Aim of the exercise
Filter this material down to the lines that hold "palette", copying each one.

Extracted data
Start of Block

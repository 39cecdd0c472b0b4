//! Claude API client for single-turn completions.

use std::sync::Arc;

use reqwest::header::{CONTENT_TYPE, HeaderMap, HeaderValue};
use secrecy::ExposeSecret;
use tracing::instrument;

use crate::config::ClaudeConfig;

use super::error::ClaudeError;
use super::types::{ChatRequest, ChatResponse, Message};

const ANTHROPIC_API_URL: &str = "https://api.anthropic.com";
const ANTHROPIC_VERSION: &str = "2023-06-01";

/// Claude API client.
///
/// Cheap to clone.
#[derive(Clone)]
pub struct ClaudeClient {
    inner: Arc<ClaudeClientInner>,
}

struct ClaudeClientInner {
    client: reqwest::Client,
    model: String,
    max_tokens: u32,
    base_url: String,
}

impl ClaudeClient {
    /// Create a client for the public Anthropic API.
    ///
    /// # Errors
    ///
    /// Returns `ClaudeError::InvalidApiKey` if the key cannot be sent as a
    /// header, or `ClaudeError::Http` if the HTTP client cannot be built.
    pub fn new(config: &ClaudeConfig) -> Result<Self, ClaudeError> {
        Self::with_base_url(config, ANTHROPIC_API_URL)
    }

    /// Create a client against another origin (tests, proxies).
    ///
    /// # Errors
    ///
    /// See [`ClaudeClient::new`].
    pub fn with_base_url(config: &ClaudeConfig, base_url: &str) -> Result<Self, ClaudeError> {
        let mut headers = HeaderMap::new();
        headers.insert(CONTENT_TYPE, HeaderValue::from_static("application/json"));
        headers.insert(
            "x-api-key",
            HeaderValue::from_str(config.api_key.expose_secret())
                .map_err(|_| ClaudeError::InvalidApiKey)?,
        );
        headers.insert(
            "anthropic-version",
            HeaderValue::from_static(ANTHROPIC_VERSION),
        );

        let client = reqwest::Client::builder()
            .default_headers(headers)
            .build()?;

        Ok(Self {
            inner: Arc::new(ClaudeClientInner {
                client,
                model: config.model.clone(),
                max_tokens: config.max_tokens,
                base_url: base_url.trim_end_matches('/').to_string(),
            }),
        })
    }

    /// Model ID sent with every request.
    #[must_use]
    pub fn model(&self) -> &str {
        &self.inner.model
    }

    /// Send messages and wait for the complete response.
    ///
    /// # Errors
    ///
    /// Returns an error if the request fails or the API answers an error.
    #[instrument(skip(self, messages), fields(model = %self.inner.model))]
    pub async fn chat(&self, messages: Vec<Message>) -> Result<ChatResponse, ClaudeError> {
        let request = ChatRequest {
            model: self.inner.model.clone(),
            max_tokens: self.inner.max_tokens,
            messages,
        };

        let response = self
            .inner
            .client
            .post(format!("{}/v1/messages", self.inner.base_url))
            .json(&request)
            .send()
            .await?;

        let response = handle_response(response).await?;
        tracing::debug!(
            input_tokens = response.usage.input_tokens,
            output_tokens = response.usage.output_tokens,
            stop_reason = ?response.stop_reason,
            "Claude response received"
        );
        Ok(response)
    }
}

async fn handle_response(response: reqwest::Response) -> Result<ChatResponse, ClaudeError> {
    let status = response.status();
    if !status.is_success() {
        let retry_after = response
            .headers()
            .get(reqwest::header::RETRY_AFTER)
            .and_then(|v| v.to_str().ok())
            .map(ToString::to_string);
        let body = response.text().await?;
        return Err(ClaudeError::from_status(
            status,
            retry_after.as_deref(),
            &body,
        ));
    }

    let body = response.bytes().await?;
    serde_json::from_slice(&body).map_err(ClaudeError::Malformed)
}

#[cfg(test)]
mod tests {
    use super::*;
    use crate::claude::{ContentBlock, ImageSource};
    use secrecy::SecretString;
    use serde_json::json;
    use wiremock::matchers::{body_partial_json, header, method, path};
    use wiremock::{Mock, MockServer, ResponseTemplate};

    fn config() -> ClaudeConfig {
        ClaudeConfig {
            api_key: SecretString::from("sk-ant-test"),
            model: "claude-test".to_string(),
            max_tokens: 1234,
        }
    }

    fn messages() -> Vec<Message> {
        vec![Message::user(vec![
            ContentBlock::Image {
                source: ImageSource::from_base64("data:image/png;base64,AAAA"),
            },
            ContentBlock::Text {
                text: "make a page".to_string(),
            },
        ])]
    }

    #[tokio::test]
    async fn test_chat_sends_headers_and_budget() {
        let server = MockServer::start().await;
        Mock::given(method("POST"))
            .and(path("/v1/messages"))
            .and(header("x-api-key", "sk-ant-test"))
            .and(header("anthropic-version", ANTHROPIC_VERSION))
            .and(body_partial_json(json!({
                "model": "claude-test",
                "max_tokens": 1234,
                "messages": [{"role": "user", "content": [
                    {"type": "image", "source": {"media_type": "image/png", "data": "AAAA"}}
                ]}]
            })))
            .respond_with(ResponseTemplate::new(200).set_body_json(json!({
                "id": "msg_1",
                "model": "claude-test",
                "stop_reason": "end_turn",
                "content": [{"type": "text", "text": "<html></html>"}],
                "usage": {"input_tokens": 1, "output_tokens": 2}
            })))
            .expect(1)
            .mount(&server)
            .await;

        let client = ClaudeClient::with_base_url(&config(), &server.uri()).expect("client");
        let response = client.chat(messages()).await.expect("response");
        assert_eq!(response.text(), "<html></html>");
    }

    #[tokio::test]
    async fn test_chat_maps_api_error() {
        let server = MockServer::start().await;
        Mock::given(method("POST"))
            .respond_with(ResponseTemplate::new(400).set_body_json(json!({
                "type": "error",
                "error": {"type": "invalid_request_error", "message": "Image too large"}
            })))
            .mount(&server)
            .await;

        let client = ClaudeClient::with_base_url(&config(), &server.uri()).expect("client");
        let err = client.chat(messages()).await.expect_err("api error");
        assert!(matches!(
            err,
            ClaudeError::Rejected { status: 400, ref message } if message == "Image too large"
        ));
    }

    #[tokio::test]
    async fn test_chat_maps_rate_limit_and_auth() {
        let server = MockServer::start().await;
        Mock::given(method("POST"))
            .respond_with(ResponseTemplate::new(429).insert_header("Retry-After", "7"))
            .up_to_n_times(1)
            .mount(&server)
            .await;
        Mock::given(method("POST"))
            .respond_with(ResponseTemplate::new(401))
            .mount(&server)
            .await;

        let client = ClaudeClient::with_base_url(&config(), &server.uri()).expect("client");
        assert!(matches!(
            client.chat(messages()).await,
            Err(ClaudeError::RateLimited(7))
        ));
        assert!(matches!(
            client.chat(messages()).await,
            Err(ClaudeError::Unauthorized)
        ));
    }

    #[test]
    fn test_invalid_api_key_rejected() {
        let config = ClaudeConfig {
            api_key: SecretString::from("bad\nkey"),
            ..config()
        };
        assert!(matches!(
            ClaudeClient::new(&config),
            Err(ClaudeError::InvalidApiKey)
        ));
    }

    #[test]
    fn test_claude_client_is_send_sync() {
        fn assert_send_sync<T: Send + Sync + Clone>() {}
        assert_send_sync::<ClaudeClient>();
    }
}
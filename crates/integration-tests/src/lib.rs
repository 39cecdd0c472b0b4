//! Integration test support for Section Forge.
//!
//! The router is driven in-process with `tower::ServiceExt::oneshot`, so no
//! server needs to be running. Shopify is replaced by a `wiremock` server
//! through [`ShopifyClient::with_origin`].
//!
//! # Running Tests
//!
//! ```bash
//! # Everything that needs no database
//! cargo test -p section-forge-integration-tests
//!
//! # Database-backed tests
//! DATABASE_URL=postgres://... cargo test -p section-forge-integration-tests -- --include-ignored
//! ```

#![cfg_attr(not(test), forbid(unsafe_code))]

use std::net::IpAddr;
use std::time::Duration;

use axum::{
    Router,
    body::Body,
    http::{Method, Request, Response, header},
};
use hmac::{Hmac, Mac};
use secrecy::SecretString;
use section_forge_server::{
    AppState, ServerConfig,
    config::ShopifyConfig,
    db::{Database, MIGRATOR},
    shopify::ShopifyClient,
};
use sha2::Sha256;
use tower::ServiceExt;

pub const API_KEY: &str = "test-client-id";
pub const API_SECRET: &str = "shpss_3f9a1c7e2b5d8046";
pub const PUBLIC_URL: &str = "https://forge.test";
pub const SHOP: &str = "demo-store.myshopify.com";
pub const API_VERSION: &str = "2025-01";

/// Configuration with no Shopify credentials and no public URL.
#[must_use]
pub fn bare_config() -> ServerConfig {
    ServerConfig {
        database_url: SecretString::from("postgres://127.0.0.1:1/unreachable"),
        host: IpAddr::from([127, 0, 0, 1]),
        port: 0,
        public_url: None,
        finish_url: None,
        shopify: ShopifyConfig {
            api_version: API_VERSION.to_string(),
            ..ShopifyConfig::default()
        },
        sweep_interval: Duration::from_secs(60),
        json_logs: false,
        sentry_dsn: None,
        sentry_environment: None,
        sentry_sample_rate: 0.0,
        sentry_traces_sample_rate: 0.0,
    }
}

/// Configuration with every credential set.
#[must_use]
pub fn full_config() -> ServerConfig {
    let mut config = bare_config();
    config.public_url = Some(PUBLIC_URL.to_string());
    config.shopify = ShopifyConfig {
        api_key: Some(API_KEY.to_string()),
        api_secret: Some(SecretString::from(API_SECRET)),
        scopes: Some("write_themes,read_products".to_string()),
        access_token: Some(SecretString::from("shpat_static_publish_token")),
        api_version: API_VERSION.to_string(),
    };
    config
}

/// Router over `config`, with Shopify at `shopify_origin` if given.
#[must_use]
pub fn router(config: ServerConfig, shopify_origin: Option<&str>) -> Router {
    let db = Database::new(config.database_url.clone());
    router_with_db(config, db, shopify_origin)
}

/// Router over an explicit database gateway.
#[must_use]
pub fn router_with_db(config: ServerConfig, db: Database, shopify_origin: Option<&str>) -> Router {
    let shopify = shopify_origin.map_or_else(
        || ShopifyClient::new(API_VERSION.to_string()),
        |origin| ShopifyClient::with_origin(API_VERSION.to_string(), origin.to_string()),
    );
    section_forge_server::app(AppState::with_parts(config, db, shopify))
}

/// Send one request through the router.
///
/// # Panics
///
/// Panics if the router fails, which an axum router never does.
pub async fn send(router: Router, request: Request<Body>) -> Response<Body> {
    router.oneshot(request).await.expect("router is infallible")
}

/// `GET uri`.
///
/// # Panics
///
/// Panics if `uri` is not a valid request target.
#[must_use]
pub fn get(uri: &str) -> Request<Body> {
    Request::get(uri).body(Body::empty()).expect("request")
}

/// `POST uri` with a JSON body.
///
/// # Panics
///
/// Panics if `uri` is not a valid request target.
#[must_use]
pub fn post_json(uri: &str, body: &serde_json::Value) -> Request<Body> {
    Request::builder()
        .method(Method::POST)
        .uri(uri)
        .header(header::CONTENT_TYPE, "application/json")
        .body(Body::from(body.to_string()))
        .expect("request")
}

/// Response body as JSON.
///
/// # Panics
///
/// Panics if the body is not JSON.
pub async fn json_body(response: Response<Body>) -> serde_json::Value {
    let bytes = axum::body::to_bytes(response.into_body(), usize::MAX)
        .await
        .expect("body");
    serde_json::from_slice(&bytes).expect("json body")
}

/// Response body as text.
///
/// # Panics
///
/// Panics if the body is not UTF-8.
pub async fn text_body(response: Response<Body>) -> String {
    let bytes = axum::body::to_bytes(response.into_body(), usize::MAX)
        .await
        .expect("body");
    String::from_utf8(bytes.to_vec()).expect("utf-8 body")
}

/// The `Location` header.
///
/// # Panics
///
/// Panics if the response is not a redirect.
#[must_use]
pub fn location(response: &Response<Body>) -> String {
    response
        .headers()
        .get(header::LOCATION)
        .and_then(|v| v.to_str().ok())
        .expect("Location header")
        .to_string()
}

/// Shopify-style `hmac` over sorted `key=value` pairs.
///
/// # Panics
///
/// Never: HMAC accepts keys of any length.
#[must_use]
pub fn sign_params(params: &[(&str, &str)], secret: &str) -> String {
    let mut pairs = params.to_vec();
    pairs.sort_by(|a, b| a.0.cmp(b.0));
    let message = pairs
        .iter()
        .map(|(k, v)| format!("{k}={v}"))
        .collect::<Vec<_>>()
        .join("&");

    let mut mac = Hmac::<Sha256>::new_from_slice(secret.as_bytes()).expect("hmac key");
    mac.update(message.as_bytes());
    hex::encode(mac.finalize().into_bytes())
}

/// A migrated test database, or `None` if `DATABASE_URL` is unset.
///
/// # Panics
///
/// Panics if the database is configured but unreachable or migrations fail.
pub async fn test_database() -> Option<(Database, SecretString)> {
    let url = std::env::var("DATABASE_URL").ok()?;
    let url = SecretString::from(url);
    let pool = section_forge_server::db::create_pool(&url)
        .await
        .expect("connect to DATABASE_URL");
    MIGRATOR.run(&pool).await.expect("run migrations");
    Some((Database::from_pool(pool), url))
}
//! The instruction sent alongside the product photo.

use serde::Deserialize;

use crate::claude::{ContentBlock, ImageSource, Message};

/// Body of `POST /generate`.
#[derive(Debug, Default, Deserialize)]
#[serde(rename_all = "camelCase", default)]
pub struct PageRequest {
    pub image_base64: String,
    pub product_name: String,
    pub product_features: String,
    pub product_price: Option<serde_json::Value>,
}

impl PageRequest {
    /// Names of required fields that are absent or blank.
    #[must_use]
    pub fn missing_fields(&self) -> Vec<&'static str> {
        [
            ("imageBase64", &self.image_base64),
            ("productName", &self.product_name),
            ("productFeatures", &self.product_features),
        ]
        .into_iter()
        .filter(|(_, value)| value.trim().is_empty())
        .map(|(name, _)| name)
        .collect()
    }

    fn price(&self) -> Option<String> {
        match self.product_price.as_ref()? {
            serde_json::Value::String(s) if !s.trim().is_empty() => Some(s.trim().to_string()),
            serde_json::Value::Number(n) => Some(n.to_string()),
            _ => None,
        }
    }

    /// The full instruction text.
    #[must_use]
    pub fn instruction(&self) -> String {
        let price = self
            .price()
            .map_or_else(String::new, |p| format!("Price: {p}\n"));

        format!(
            "You are an expert e-commerce designer. Using the attached product photo, \
write a complete, self-contained HTML landing page for this product.\n\
\n\
Product: {name}\n\
{price}\
Features:\n{features}\n\
\n\
Requirements:\n\
- Derive the color palette from the product photo and use it throughout.\n\
- Put all CSS in a single <style> element; no external stylesheets, fonts or scripts.\n\
- Include a hero with the product name, the price if given, a feature list and a buy button.\n\
- The layout must work on mobile and desktop.\n\
- Use a placeholder <img> with alt text where the product image belongs.\n\
\n\
Reply with the HTML document only, starting with <!DOCTYPE html>, with no commentary \
and no Markdown code fences.",
            name = self.product_name.trim(),
            features = self.product_features.trim(),
        )
    }

    /// The single user turn: image first, then the instruction.
    #[must_use]
    pub fn to_message(&self) -> Message {
        Message::user(vec![
            ContentBlock::Image {
                source: ImageSource::from_base64(&self.image_base64),
            },
            ContentBlock::Text {
                text: self.instruction(),
            },
        ])
    }
}

#[cfg(test)]
mod tests {
    use super::*;
    use serde_json::json;

    fn request(value: serde_json::Value) -> PageRequest {
        serde_json::from_value(value).expect("request")
    }

    #[test]
    fn test_missing_fields() {
        assert_eq!(
            request(json!({})).missing_fields(),
            vec!["imageBase64", "productName", "productFeatures"]
        );
        assert_eq!(
            request(json!({"imageBase64": "abc", "productName": " ", "productFeatures": "x"}))
                .missing_fields(),
            vec!["productName"]
        );
    }

    #[test]
    fn test_instruction_mentions_product() {
        let req = request(json!({
            "imageBase64": "abc",
            "productName": "Trail Lamp",
            "productFeatures": "Waterproof, 300 lumens",
            "productPrice": 49.5
        }));
        let text = req.instruction();
        assert!(text.contains("Product: Trail Lamp"));
        assert!(text.contains("Price: 49.5"));
        assert!(text.contains("Waterproof, 300 lumens"));
        assert!(text.contains("color palette"));
    }

    #[test]
    fn test_instruction_omits_blank_price() {
        let req = request(json!({
            "imageBase64": "abc",
            "productName": "Lamp",
            "productFeatures": "Bright",
            "productPrice": ""
        }));
        assert!(!req.instruction().contains("Price:"));
    }

    #[test]
    fn test_message_puts_image_first() {
        let req = request(json!({
            "imageBase64": "data:image/webp;base64,UklGRg==",
            "productName": "Lamp",
            "productFeatures": "Bright"
        }));
        let message = req.to_message();
        assert_eq!(message.role, "user");
        assert!(matches!(
            message.content.first(),
            Some(ContentBlock::Image { source }) if source.media_type == "image/webp"
        ));
        assert!(matches!(message.content.get(1), Some(ContentBlock::Text { .. })));
    }
}
//! Anthropic Messages API client.
//!
//! Only the non-streaming, tool-free subset is used: one user turn made of
//! an image and an instruction, answered with text blocks.

mod client;
mod error;
mod types;

pub use client::ClaudeClient;
pub use error::ClaudeError;
pub use types::{ChatRequest, ChatResponse, ContentBlock, ImageSource, Message, StopReason, Usage};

End of Block

Answer section
- Derive the color palette from the product photo and use it throughout.\n\
        assert!(text.contains("color palette"));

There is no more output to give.